Computer Science and Artificial Intelligence Laboratory, Massachusetts Institute of Technology, Cambridge, Massachusetts, USA.
Microsoft Research, Redmond, Washington, USA.
J Am Med Inform Assoc. 2014 Jul-Aug;21(4):699-706. doi: 10.1136/amiajnl-2013-002162. Epub 2014 Jan 30.
Data-driven risk stratification models built using data from a single hospital often have a paucity of training data. However, leveraging data from other hospitals can be challenging owing to institutional differences with patients and with data coding and capture.
To investigate three approaches to learning hospital-specific predictions about the risk of hospital-associated infection with Clostridium difficile, and perform a comparative analysis of the value of different ways of using external data to enhance hospital-specific predictions.

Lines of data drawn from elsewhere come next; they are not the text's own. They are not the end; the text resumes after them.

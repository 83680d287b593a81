//! Execution, request, attempt and response records.
//!
//! Records are created while an execution runs and are append-only once the
//! owning execution completes. A [`ResponseRecord`] enters a terminal state
//! ({completed, failed}) exactly once; the transition methods refuse to
//! mutate a record that is already terminal.

use chorus_providers::{ExpectedSchema, OutputFormat, ProviderId};
use chrono::{DateTime, Utc};
use serde::{Deserialize, Serialize};
use std::collections::BTreeMap;
use uuid::Uuid;

use crate::refinement::RefinementTrigger;
use crate::synthesis::SynthesisResult;

/// Error-kind label for a response that was rejected because the
/// per-provider queue was full.
pub const ERROR_QUEUED_REJECTED: &str = "queued_rejected";

/// How an execution fans out across providers.
#[derive(Debug, Clone, Copy, PartialEq, Eq, Serialize, Deserialize)]
#[serde(rename_all = "snake_case")]
pub enum ExecutionMode {
    Parallel,
    Sequential,
    PriorityBased,
    LoadBalanced,
}

impl ExecutionMode {
    pub fn as_str(&self) -> &'static str {
        match self {
            ExecutionMode::Parallel => "parallel",
            ExecutionMode::Sequential => "sequential",
            ExecutionMode::PriorityBased => "priority_based",
            ExecutionMode::LoadBalanced => "load_balanced",
        }
    }
}

impl std::str::FromStr for ExecutionMode {
    type Err = String;

    fn from_str(s: &str) -> Result<Self, Self::Err> {
        match s {
            "parallel" => Ok(ExecutionMode::Parallel),
            "sequential" => Ok(ExecutionMode::Sequential),
            "priority_based" => Ok(ExecutionMode::PriorityBased),
            "load_balanced" => Ok(ExecutionMode::LoadBalanced),
            other => Err(format!("unknown execution mode: {other}")),
        }
    }
}

/// Lifecycle of one per-provider response.
#[derive(Debug, Clone, Copy, PartialEq, Eq, Serialize, Deserialize)]
#[serde(rename_all = "snake_case")]
pub enum ResponseStatus {
    Pending,
    Processing,
    Completed,
    RefinementNeeded,
    Failed,
}

impl ResponseStatus {
    pub fn as_str(&self) -> &'static str {
        match self {
            ResponseStatus::Pending => "pending",
            ResponseStatus::Processing => "processing",
            ResponseStatus::Completed => "completed",
            ResponseStatus::RefinementNeeded => "refinement_needed",
            ResponseStatus::Failed => "failed",
        }
    }

    /// Completed and Failed are terminal; terminal records are immutable.
    pub fn is_terminal(&self) -> bool {
        matches!(self, ResponseStatus::Completed | ResponseStatus::Failed)
    }
}

/// One prompt as sent to one provider.
#[derive(Debug, Clone, Serialize, Deserialize)]
pub struct RequestRecord {
    pub request_id: String,
    pub provider: ProviderId,
    /// Prompt exactly as shaped and sent on attempt one.
    pub prompt: String,
    pub expected_schema: ExpectedSchema,
    pub format: OutputFormat,
    pub refinement_criteria: Vec<String>,
    pub max_refinements: u32,
    pub created_at: DateTime<Utc>,
}

impl RequestRecord {
    pub fn new(
        provider: ProviderId,
        prompt: impl Into<String>,
        expected_schema: ExpectedSchema,
        format: OutputFormat,
        refinement_criteria: Vec<String>,
        max_refinements: u32,
    ) -> Self {
        Self {
            request_id: Uuid::new_v4().to_string(),
            provider,
            prompt: prompt.into(),
            expected_schema,
            format,
            refinement_criteria,
            max_refinements,
            created_at: Utc::now(),
        }
    }
}

/// One refinement attempt within a request. `refinement_number` is 1-based
/// and strictly monotonic per request.
#[derive(Debug, Clone, Serialize, Deserialize)]
pub struct AttemptRecord {
    pub attempt_id: String,
    pub request_id: String,
    pub refinement_number: u32,
    pub trigger: RefinementTrigger,
    pub refinement_prompt: String,
    pub expected_fix: String,
    /// Leading slice of the raw response that triggered this refinement.
    pub response_snippet: String,
    pub success: bool,
    pub quality_score: f64,
    pub timestamp: DateTime<Utc>,
}

impl AttemptRecord {
    #[allow(clippy::too_many_arguments)]
    pub fn new(
        request_id: &str,
        refinement_number: u32,
        trigger: RefinementTrigger,
        refinement_prompt: impl Into<String>,
        expected_fix: impl Into<String>,
        response_snippet: impl Into<String>,
        success: bool,
        quality_score: f64,
    ) -> Self {
        Self {
            attempt_id: Uuid::new_v4().to_string(),
            request_id: request_id.to_string(),
            refinement_number,
            trigger,
            refinement_prompt: refinement_prompt.into(),
            expected_fix: expected_fix.into(),
            response_snippet: response_snippet.into(),
            success,
            quality_score,
            timestamp: Utc::now(),
        }
    }
}

/// The final state of one provider's answer within an execution.
#[derive(Debug, Clone, Serialize, Deserialize)]
pub struct ResponseRecord {
    pub response_id: String,
    pub request_id: String,
    pub provider: ProviderId,
    pub raw_text: String,
    pub parsed_value: Option<serde_json::Value>,
    pub status: ResponseStatus,
    pub refinement_count: u32,
    pub quality_score: f64,
    /// Seconds the winning (or last) provider call took, when known.
    pub response_time: Option<f64>,
    /// Error-kind label for failed responses ("timeout", "auth", ...).
    pub error: Option<String>,
    pub timestamp: DateTime<Utc>,
}

impl ResponseRecord {
    pub fn new(request_id: &str, provider: ProviderId) -> Self {
        Self {
            response_id: Uuid::new_v4().to_string(),
            request_id: request_id.to_string(),
            provider,
            raw_text: String::new(),
            parsed_value: None,
            status: ResponseStatus::Pending,
            refinement_count: 0,
            quality_score: 0.0,
            response_time: None,
            error: None,
            timestamp: Utc::now(),
        }
    }

    /// Move a non-terminal record into a working state.
    pub fn mark_processing(&mut self) {
        if !self.status.is_terminal() {
            self.status = ResponseStatus::Processing;
        }
    }

    /// Flag a non-terminal record as awaiting another refinement pass.
    pub fn mark_refinement_needed(&mut self) {
        if !self.status.is_terminal() {
            self.status = ResponseStatus::RefinementNeeded;
        }
    }

    /// Terminal transition into `Completed`. No-op if already terminal.
    pub fn complete(
        &mut self,
        raw_text: String,
        parsed_value: Option<serde_json::Value>,
        quality_score: f64,
        response_time: f64,
    ) {
        if self.status.is_terminal() {
            tracing::warn!(response_id = %self.response_id, "ignoring transition on terminal response");
            return;
        }
        self.raw_text = raw_text;
        self.parsed_value = parsed_value;
        self.quality_score = quality_score.clamp(0.0, 1.0);
        self.response_time = Some(response_time);
        self.status = ResponseStatus::Completed;
        self.timestamp = Utc::now();
    }

    /// Terminal transition into `Failed`. No-op if already terminal.
    pub fn fail(&mut self, error: impl Into<String>) {
        if self.status.is_terminal() {
            tracing::warn!(response_id = %self.response_id, "ignoring transition on terminal response");
            return;
        }
        self.error = Some(error.into());
        self.status = ResponseStatus::Failed;
        self.timestamp = Utc::now();
    }
}

/// One full fan-out across providers, with its per-provider responses and
/// the synthesized reply.
#[derive(Debug, Clone, Serialize, Deserialize)]
pub struct ExecutionRecord {
    pub execution_id: String,
    pub original_prompt: String,
    pub target_providers: Vec<ProviderId>,
    pub execution_mode: ExecutionMode,
    pub expected_output: ExpectedSchema,
    pub format: OutputFormat,
    pub priority: u8,
    pub created_at: DateTime<Utc>,
    pub completed_at: Option<DateTime<Utc>>,
    pub execution_time_seconds: f64,
    /// completed / attempted, in [0, 1].
    pub success_rate: f64,
    pub responses: BTreeMap<ProviderId, ResponseRecord>,
    pub synthesis: Option<SynthesisResult>,
    /// Set when record-store writes failed; the execution itself is intact.
    pub persistence_degraded: bool,
}

impl ExecutionRecord {
    pub fn new(
        original_prompt: impl Into<String>,
        target_providers: Vec<ProviderId>,
        execution_mode: ExecutionMode,
        expected_output: ExpectedSchema,
        format: OutputFormat,
        priority: u8,
    ) -> Self {
        Self {
            execution_id: Uuid::new_v4().to_string(),
            original_prompt: original_prompt.into(),
            target_providers,
            execution_mode,
            expected_output,
            format,
            priority,
            created_at: Utc::now(),
            completed_at: None,
            execution_time_seconds: 0.0,
            success_rate: 0.0,
            responses: BTreeMap::new(),
            synthesis: None,
            persistence_degraded: false,
        }
    }
}
//! The per-request refinement loop.
//!
//! For one (provider, prompt, expected-schema) triple the controller drives:
//! send, validate, and — while quality stays under the threshold — classify
//! the dominant failure, pick a refinement rule, reshape the prompt and try
//! again, up to the attempt cap or the deadline.
//!
//! Decisions per (request, attempt) are a pure function of the validator
//! output, the rule table and the stats snapshot the controller was built
//! with, so concurrent requests always see consistent rule behavior.
//! Historical stats only change between executions, via the persistence
//! layer.

use chorus_providers::{
    ErrorKind, ExpectedSchema, GenerateRequest, LlmGenerator, OutputFormat, ProviderAdapter,
    ProviderError, ProviderId,
};
use serde::{Deserialize, Serialize};
use std::cmp::Ordering;
use std::sync::Arc;
use std::time::{Duration, Instant};

use crate::records::{AttemptRecord, RequestRecord, ResponseRecord};
use crate::shaping::PromptShaper;
use crate::validation::{Issue, OutputValidator};

/// Failure class diagnosed from a validation report.
#[derive(Debug, Clone, Copy, PartialEq, Eq, Hash, Serialize, Deserialize)]
#[serde(rename_all = "snake_case")]
pub enum RefinementTrigger {
    FormatMismatch,
    MissingFields,
    InvalidData,
    IncompleteResponse,
    StructureError,
    ContentMismatch,
}

impl RefinementTrigger {
    pub fn as_str(&self) -> &'static str {
        match self {
            RefinementTrigger::FormatMismatch => "format_mismatch",
            RefinementTrigger::MissingFields => "missing_fields",
            RefinementTrigger::InvalidData => "invalid_data",
            RefinementTrigger::IncompleteResponse => "incomplete_response",
            RefinementTrigger::StructureError => "structure_error",
            RefinementTrigger::ContentMismatch => "content_mismatch",
        }
    }
}

impl std::str::FromStr for RefinementTrigger {
    type Err = String;

    fn from_str(s: &str) -> Result<Self, Self::Err> {
        match s {
            "format_mismatch" => Ok(RefinementTrigger::FormatMismatch),
            "missing_fields" => Ok(RefinementTrigger::MissingFields),
            "invalid_data" => Ok(RefinementTrigger::InvalidData),
            "incomplete_response" => Ok(RefinementTrigger::IncompleteResponse),
            "structure_error" => Ok(RefinementTrigger::StructureError),
            "content_mismatch" => Ok(RefinementTrigger::ContentMismatch),
            other => Err(format!("unknown refinement trigger: {other}")),
        }
    }
}

/// Strategy applied when rewriting a failed prompt.
#[derive(Debug, Clone, Copy, PartialEq, Eq, Serialize, Deserialize)]
#[serde(rename_all = "snake_case")]
pub enum RefinementAction {
    ClarifyFormat,
    RequestMissingData,
    FixStructure,
    ProvideExamples,
    SimplifyRequest,
    SplitRequest,
}

impl RefinementAction {
    pub fn as_str(&self) -> &'static str {
        match self {
            RefinementAction::ClarifyFormat => "clarify_format",
            RefinementAction::RequestMissingData => "request_missing_data",
            RefinementAction::FixStructure => "fix_structure",
            RefinementAction::ProvideExamples => "provide_examples",
            RefinementAction::SimplifyRequest => "simplify_request",
            RefinementAction::SplitRequest => "split_request",
        }
    }
}

impl std::str::FromStr for RefinementAction {
    type Err = String;

    fn from_str(s: &str) -> Result<Self, Self::Err> {
        match s {
            "clarify_format" => Ok(RefinementAction::ClarifyFormat),
            "request_missing_data" => Ok(RefinementAction::RequestMissingData),
            "fix_structure" => Ok(RefinementAction::FixStructure),
            "provide_examples" => Ok(RefinementAction::ProvideExamples),
            "simplify_request" => Ok(RefinementAction::SimplifyRequest),
            "split_request" => Ok(RefinementAction::SplitRequest),
            other => Err(format!("unknown refinement action: {other}")),
        }
    }
}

We evaluated each approach on 132 853 admissions from three hospitals, varying in size and location. The first approach was a single-task approach, in which only training data from the target hospital (ie, the hospital for which the model was intended) were used. The second used only data from the other two hospitals. The third approach jointly incorporated data from all hospitals while seeking a solution in the target space.
The relative performance of the three different approaches was found to be sensitive to the hospital selected as the target. However, incorporating data from all hospitals consistently had the highest performance.
The results characterize the challenges and opportunities that come with (1) using data or models from collections of hospitals without adapting them to the site at which the model will be used, and (2) using only local data to build models for small institutions or rare events.
We show how external data from other hospitals can be successfully and efficiently incorporated into hospital-specific models.
使用单一医院数据构建的数据驱动风险分层模型通常训练数据较少。但是,由于患者和数据编码及采集方面的机构差异,利用其他医院的数据可能具有挑战性。
研究三种方法来学习关于艰难梭菌医院相关性感染风险的特定医院预测,并对使用外部数据增强特定医院预测的不同方法的价值进行比较分析。
我们在三个医院的 132853 次住院中评估了每种方法,这些医院在规模和位置上有所不同。第一种方法是单任务方法,仅使用目标医院(即模型所针对的医院)的训练数据。第二种方法仅使用其他两个医院的数据。第三种方法则同时合并了所有医院的数据,同时在目标空间中寻求解决方案。
三种不同方法的相对性能发现对所选目标医院敏感。然而,合并所有医院的数据始终具有最高的性能。
结果描述了在(1)不将数据或模型适配到模型将被使用的地点,而使用来自医院集合的数据或模型,以及(2)仅使用本地数据为小型机构或罕见事件构建模型时,所面临的挑战和机遇。
我们展示了如何成功有效地将来自其他医院的外部数据合并到特定医院的模型中。